- **Work instructions**
Your reply should consist solely of the lines from the start of the material below through the line containing "default_value_t = 55438)]", reproduced exactly.

- **Data provided**
┄┄┄┄┄┄┄┄┄┄
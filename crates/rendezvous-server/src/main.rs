use clap::Parser;
use rendezvous_server::config::Config;
use rendezvous_server::rooms::RoomTable;
use rendezvous_server::server;
use tokio::net::UdpSocket;

#[tokio::main]
async fn main() -> anyhow::Result<()> {
    netplay_common::load_dotenv();
    let config = Config::parse();
    netplay_common::init_logging(&config.log_level);

    tracing::info!(
        bind = %config.bind,
        port = config.port,
        room_timeout_secs = config.room_timeout_secs,
        max_rooms = config.max_rooms,
        "rendezvous-server starting"
    );

    let socket = UdpSocket::bind(format!("{}:{}", config.bind, config.port)).await?;
    tracing::info!(addr = %socket.local_addr()?, "rendezvous-server listening");

    let table = RoomTable::new(config.room_timeout_secs, config.max_rooms);
    server::run(socket, table).await
}
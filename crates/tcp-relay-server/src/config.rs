use clap::Parser;

/// TCP relay server configuration.
#[derive(Parser, Debug, Clone)]
#[command(name = "tcp-relay-server", about = "Netplay stateful TCP multiplexing forwarder")]
pub struct Config {
    #[arg(long, env = "TCP_RELAY_BIND", default_value = "0.0.0.0")]
    pub bind: String,

    #[arg(long, env = "TCP_RELAY_PORT", default_value_t = 55438)]
    pub port: u16,

    /// Seconds a half-open client/host_link may sit unpaired before eviction.
    #[arg(long, env = "TCP_RELAY_PENDING_TTL", default_value_t = 30)]
    pub pending_ttl_secs: u64,

    #[arg(long, env = "TCP_RELAY_MAX_SESSIONS", default_value_t = 512)]
    pub max_sessions: usize,

    #[arg(long, env = "TCP_RELAY_LOG_LEVEL", default_value = "info")]
    pub log_level: String,
}
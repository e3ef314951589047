//! The UDP read loop: one socket, datagrams processed serially.

use tokio::net::UdpSocket;

use crate::protocol::{BUF_SIZE, PEER_BURST_COUNT, encode_peer, encode_wait, parse_request};
use crate::rooms::{Outcome, RoomTable, now_unix};

/// Process a single inbound datagram against `table`, sending any reply
/// through `socket`. Malformed datagrams and send failures are logged and
/// discarded, never propagated.
pub async fn handle_datagram(socket: &UdpSocket, table: &mut RoomTable, data: &[u8], from: std::net::SocketAddr) {
    let req = match parse_request(data) {
        Ok(req) => req,
        Err(err) => {
            tracing::debug!(%from, %err, "dropping malformed rendezvous datagram");
            return;
        }
    };

    match table.register(&req.room_name, req.role, from, now_unix()) {
        Ok(Outcome::Waiting) => {
            let msg = encode_wait(&req.room_name);
            if let Err(err) = socket.send_to(msg.as_bytes(), from).await {
                tracing::debug!(%from, %err, "rendezvous send failed");
            }
        }
        Ok(Outcome::Paired { host_addr, client_addr }) => {
            tracing::info!(room = %req.room_name, %host_addr, %client_addr, "rendezvous pair formed");
            let to_host = encode_peer(client_addr);
            let to_client = encode_peer(host_addr);
            for _ in 0..PEER_BURST_COUNT {
                if let Err(err) = socket.send_to(to_host.as_bytes(), host_addr).await {
                    tracing::debug!(%host_addr, %err, "rendezvous peer-burst send failed");
                }
                if let Err(err) = socket.send_to(to_client.as_bytes(), client_addr).await {
                    tracing::debug!(%client_addr, %err, "rendezvous peer-burst send failed");
                }
            }
        }
        Err(_) => {
            tracing::warn!(room = %req.room_name, %from, "rendezvous room table full, dropping");
        }
    }
}

/// Run the rendezvous server's main loop until the socket errors out.
pub async fn run(socket: UdpSocket, mut table: RoomTable) -> anyhow::Result<()> {
    let mut buf = [0u8; BUF_SIZE];
    loop {
        let (len, from) = socket.recv_from(&mut buf).await?;
        handle_datagram(&socket, &mut table, &buf[..len], from).await;
    }
}
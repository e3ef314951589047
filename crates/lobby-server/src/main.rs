use std::net::SocketAddr;
use std::sync::Arc;

use clap::Parser;
use lobby_server::config::Config;
use lobby_server::http::{AppState, router};
use lobby_server::registry::Registry;

#[tokio::main]
async fn main() -> anyhow::Result<()> {
    netplay_common::load_dotenv();
    let config = Config::parse();
    netplay_common::init_logging(&config.log_level);

    tracing::info!(
        bind = %config.bind,
        port = config.port,
        room_ttl_secs = config.room_ttl_secs,
        max_rooms = config.max_rooms,
        "lobby-server starting"
    );

    let state = Arc::new(AppState {
        registry: Registry::new(config.room_ttl_secs, config.max_rooms),
        mitm_config_path: config.mitm_config.clone(),
    });

    let addr: SocketAddr = format!("{}:{}", config.bind, config.port).parse()?;
    let listener = tokio::net::TcpListener::bind(addr).await?;
    tracing::info!(%addr, "lobby-server listening");

    axum::serve(
        listener,
        router(state).into_make_service_with_connect_info::<SocketAddr>(),
    )
    .await?;

    Ok(())
}
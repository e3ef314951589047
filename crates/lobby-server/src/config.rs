use clap::Parser;

/// Lobby registry configuration.
///
/// Every field can be set via CLI flag, environment variable, or falls back
/// to the compiled-in default (`.env` is loaded before parsing, so a `.env`
/// file works too — a real environment variable always wins over it).
#[derive(Parser, Debug, Clone)]
#[command(name = "lobby-server", about = "RetroArch-style netplay lobby registry")]
pub struct Config {
    /// Bind address.
    #[arg(long, env = "LOBBY_BIND", default_value = "0.0.0.0")]
    pub bind: String,

    /// Bind port.
    #[arg(long, env = "LOBBY_PORT", default_value_t = 55435)]
    pub port: u16,

    /// Seconds of inactivity before a room is evicted.
    #[arg(long, env = "LOBBY_ROOM_TTL", default_value_t = 180)]
    pub room_ttl_secs: u64,

    /// Maximum number of concurrently registered rooms.
    #[arg(long, env = "LOBBY_MAX_ROOMS", default_value_t = 512)]
    pub max_rooms: usize,

    /// Path to the MITM relay directory (re-read on every lookup).
    #[arg(long, env = "LOBBY_MITM_CONFIG", default_value = "mitm_servers.json")]
    pub mitm_config: String,

    /// Log level (trace, debug, info, warn, error).
    #[arg(long, env = "LOBBY_LOG_LEVEL", default_value = "info")]
    pub log_level: String,
}
//! Session/link bookkeeping, generic over the socket-holding resource types
//! so the pairing and eviction logic can be unit-tested without real sockets.
//!
//! One owner table of sessions keyed by session id, plus index tables keyed
//! by link id that carry only the owning session id. Pairing transactionally
//! removes a link id from every table at once.

use std::collections::HashMap;
use std::time::{SystemTime, UNIX_EPOCH};

use crate::header::UNIQUE_LEN;
use crate::ids::generate_unique;

pub type SessionId = [u8; UNIQUE_LEN];
pub type LinkId = [u8; UNIQUE_LEN];

pub fn now_unix() -> u64 {
    SystemTime::now()
        .duration_since(UNIX_EPOCH)
        .unwrap_or_default()
        .as_secs()
}

struct SessionEntry<W> {
    writer: W,
    #[allow(dead_code)]
    created: u64,
}

struct Pending<T> {
    resource: T,
    created: u64,
}

/// `W` is the host control connection's writer half; `C` and `H` are the
/// pending client and host-link socket resources respectively.
pub struct RelayState<W, C, H> {
    sessions: HashMap<SessionId, SessionEntry<W>>,
    clients: HashMap<LinkId, Pending<C>>,
    host_links: HashMap<LinkId, Pending<H>>,
    link_addresses: HashMap<LinkId, [u8; 16]>,
    link_to_session: HashMap<LinkId, SessionId>,
    max_sessions: usize,
}

impl<W, C, H> RelayState<W, C, H> {
    pub fn new(max_sessions: usize) -> Self {
        Self {
            sessions: HashMap::new(),
            clients: HashMap::new(),
            host_links: HashMap::new(),
            link_addresses: HashMap::new(),
            link_to_session: HashMap::new(),
            max_sessions,
        }
    }

    pub fn session_count(&self) -> usize {
        self.sessions.len()
    }

    pub fn has_session(&self, session_id: &SessionId) -> bool {
        self.sessions.contains_key(session_id)
    }

    /// Register a new host, returning its freshly allocated session id, or
    /// `None` when at capacity (caller must close the connection).
    pub fn register_host(&mut self, writer: W, now: u64) -> Option<SessionId> {
        if self.sessions.len() >= self.max_sessions {
            return None;
        }
        let id = generate_unique(|candidate| self.sessions.contains_key(candidate));
        self.sessions.insert(id, SessionEntry { writer, created: now });
        Some(id)
    }

    pub fn session_writer_mut(&mut self, session_id: &SessionId) -> Option<&mut W> {
        self.sessions.get_mut(session_id).map(|e| &mut e.writer)
    }

    /// Register a new client connection for `session_id`, returning its
    /// freshly allocated link id, or `None` if the session is unknown.
    pub fn register_client(
        &mut self,
        session_id: SessionId,
        addr16: [u8; 16],
        resource: C,
        now: u64,
    ) -> Option<LinkId> {
        if !self.sessions.contains_key(&session_id) {
            return None;
        }
        let link_id = generate_unique(|candidate| self.link_to_session.contains_key(candidate));
        self.clients.insert(link_id, Pending { resource, created: now });
        self.link_addresses.insert(link_id, addr16);
        self.link_to_session.insert(link_id, session_id);
        Some(link_id)
    }

    /// Register the host's data-side connection for `link_id`. Returns
    /// `false` if `link_id` isn't associated with any session.
    pub fn register_host_link(&mut self, link_id: LinkId, resource: H, now: u64) -> bool {
        if !self.link_to_session.contains_key(&link_id) {
            return false;
        }
        self.host_links.insert(link_id, Pending { resource, created: now });
        true
    }

    /// Pair `link_id` if both sides are now present, atomically removing it
    /// from every bookkeeping table.
    pub fn try_pair(&mut self, link_id: &LinkId) -> Option<(C, H)> {
        if !(self.clients.contains_key(link_id) && self.host_links.contains_key(link_id)) {
            return None;
        }
        let client = self.clients.remove(link_id)?.resource;
        let host_link = self.host_links.remove(link_id)?.resource;
        self.link_addresses.remove(link_id);
        self.link_to_session.remove(link_id);
        Some((client, host_link))
    }

    pub fn link_address(&self, link_id: &LinkId) -> Option<[u8; 16]> {
        self.link_addresses.get(link_id).copied()
    }

    /// Tear down a session: drop it, and every link id still referencing it,
    /// returning the orphaned resources so the caller can close their
    /// sockets (and the host writer, if still present).
    pub fn teardown_session(&mut self, session_id: &SessionId) -> (Option<W>, Vec<C>, Vec<H>) {
        let writer = self.sessions.remove(session_id).map(|e| e.writer);

        let orphan_links: Vec<LinkId> = self
            .link_to_session
            .iter()
            .filter(|(_, sid)| *sid == session_id)
            .map(|(lid, _)| *lid)
            .collect();

        let mut clients = Vec::new();
        let mut host_links = Vec::new();
        for link_id in orphan_links {
            self.link_to_session.remove(&link_id);
            self.link_addresses.remove(&link_id);
            if let Some(pending) = self.clients.remove(&link_id) {
                clients.push(pending.resource);
            }
            if let Some(pending) = self.host_links.remove(&link_id) {
                host_links.push(pending.resource);
            }
        }
        (writer, clients, host_links)
    }

    /// Evict pending client/host_link entries older than `cutoff`, returning
    /// the evicted resources so their sockets can be closed. A link id that
    /// ends up present in neither table afterwards is purged entirely.
    pub fn sweep_pending(&mut self, cutoff: u64) -> (Vec<C>, Vec<H>) {
        let stale_clients: Vec<LinkId> = self
            .clients
            .iter()
            .filter(|(_, p)| p.created < cutoff)
            .map(|(id, _)| *id)
            .collect();
        let stale_host_links: Vec<LinkId> = self
            .host_links
            .iter()
            .filter(|(_, p)| p.created < cutoff)
            .map(|(id, _)| *id)
            .collect();

        let mut clients = Vec::new();
        for id in &stale_clients {
            if let Some(p) = self.clients.remove(id) {
                clients.push(p.resource);
            }
        }
        let mut host_links = Vec::new();
        for id in &stale_host_links {
            if let Some(p) = self.host_links.remove(id) {
                host_links.push(p.resource);
            }
        }

        for id in stale_clients.into_iter().chain(stale_host_links) {
            if !self.clients.contains_key(&id) && !self.host_links.contains_key(&id) {
                self.link_to_session.remove(&id);
                self.link_addresses.remove(&id);
            }
        }

        (clients, host_links)
    }

    #[cfg(test)]
    pub fn link_count(&self) -> usize {
        self.link_to_session.len()
    }
}
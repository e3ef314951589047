//! MITM relay directory: `{ "<name>": {"addr": "<host>", "port": <int>}, ... }`.
//!
//! Re-read from disk on every lookup (see DESIGN.md for why); a missing or
//! malformed file is treated as an empty mapping rather than a hard error.

use std::collections::HashMap;
use std::path::Path;

use serde::Deserialize;

#[derive(Debug, Clone, Deserialize)]
pub struct MitmEntry {
    #[serde(default)]
    pub addr: String,
    #[serde(default)]
    pub port: i64,
}

pub type MitmConfig = HashMap<String, MitmEntry>;

/// Load the MITM directory from `path`. Never fails: a missing file, an
/// unreadable file, or invalid JSON all resolve to an empty mapping (logged
/// once at `warn` for the latter two).
pub fn load_mitm_config(path: &str) -> MitmConfig {
    let path = Path::new(path);
    if !path.exists() {
        return MitmConfig::new();
    }

    let data = match std::fs::read_to_string(path) {
        Ok(data) => data,
        Err(err) => {
            tracing::warn!(?path, %err, "failed to read MITM config");
            return MitmConfig::new();
        }
    };

    match serde_json::from_str(&data) {
        Ok(map) => map,
        Err(err) => {
            tracing::warn!(?path, %err, "failed to parse MITM config");
            MitmConfig::new()
        }
    }
}

/// Look up a named MITM server, returning its `(addr, port)` pair.
pub fn lookup(config: &MitmConfig, name: &str) -> Option<(String, i64)> {
    config.get(name).map(|e| (e.addr.clone(), e.port))
}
┄┄┄┄┄┄┄┄┄┄
- **Response box**
filename crates/rendezvous-server/src/main.rs
use clap::Parser;
use rendezvous_server::config::Config;
use rendezvous_server::rooms::RoomTable;
use rendezvous_server::server;
use tokio::net::UdpSocket;

#[tokio::main]
async fn main() -> anyhow::Result<()> {
    netplay_common::load_dotenv();
    let config = Config::parse();
    netplay_common::init_logging(&config.log_level);

    tracing::info!(
        bind = %config.bind,
        port = config.port,
        room_timeout_secs = config.room_timeout_secs,
        max_rooms = config.max_rooms,
        "rendezvous-server starting"
    );

    let socket = UdpSocket::bind(format!("{}:{}", config.bind, config.port)).await?;
    tracing::info!(addr = %socket.local_addr()?, "rendezvous-server listening");

    let table = RoomTable::new(config.room_timeout_secs, config.max_rooms);
    server::run(socket, table).await
}
filename crates/tcp-relay-server/src/config.rs
use clap::Parser;

/// TCP relay server configuration.
#[derive(Parser, Debug, Clone)]
#[command(name = "tcp-relay-server", about = "Netplay stateful TCP multiplexing forwarder")]
pub struct Config {
    #[arg(long, env = "TCP_RELAY_BIND", default_value = "0.0.0.0")]
    pub bind: String,

    #[arg(long, env = "TCP_RELAY_PORT", default_value_t = 55438)]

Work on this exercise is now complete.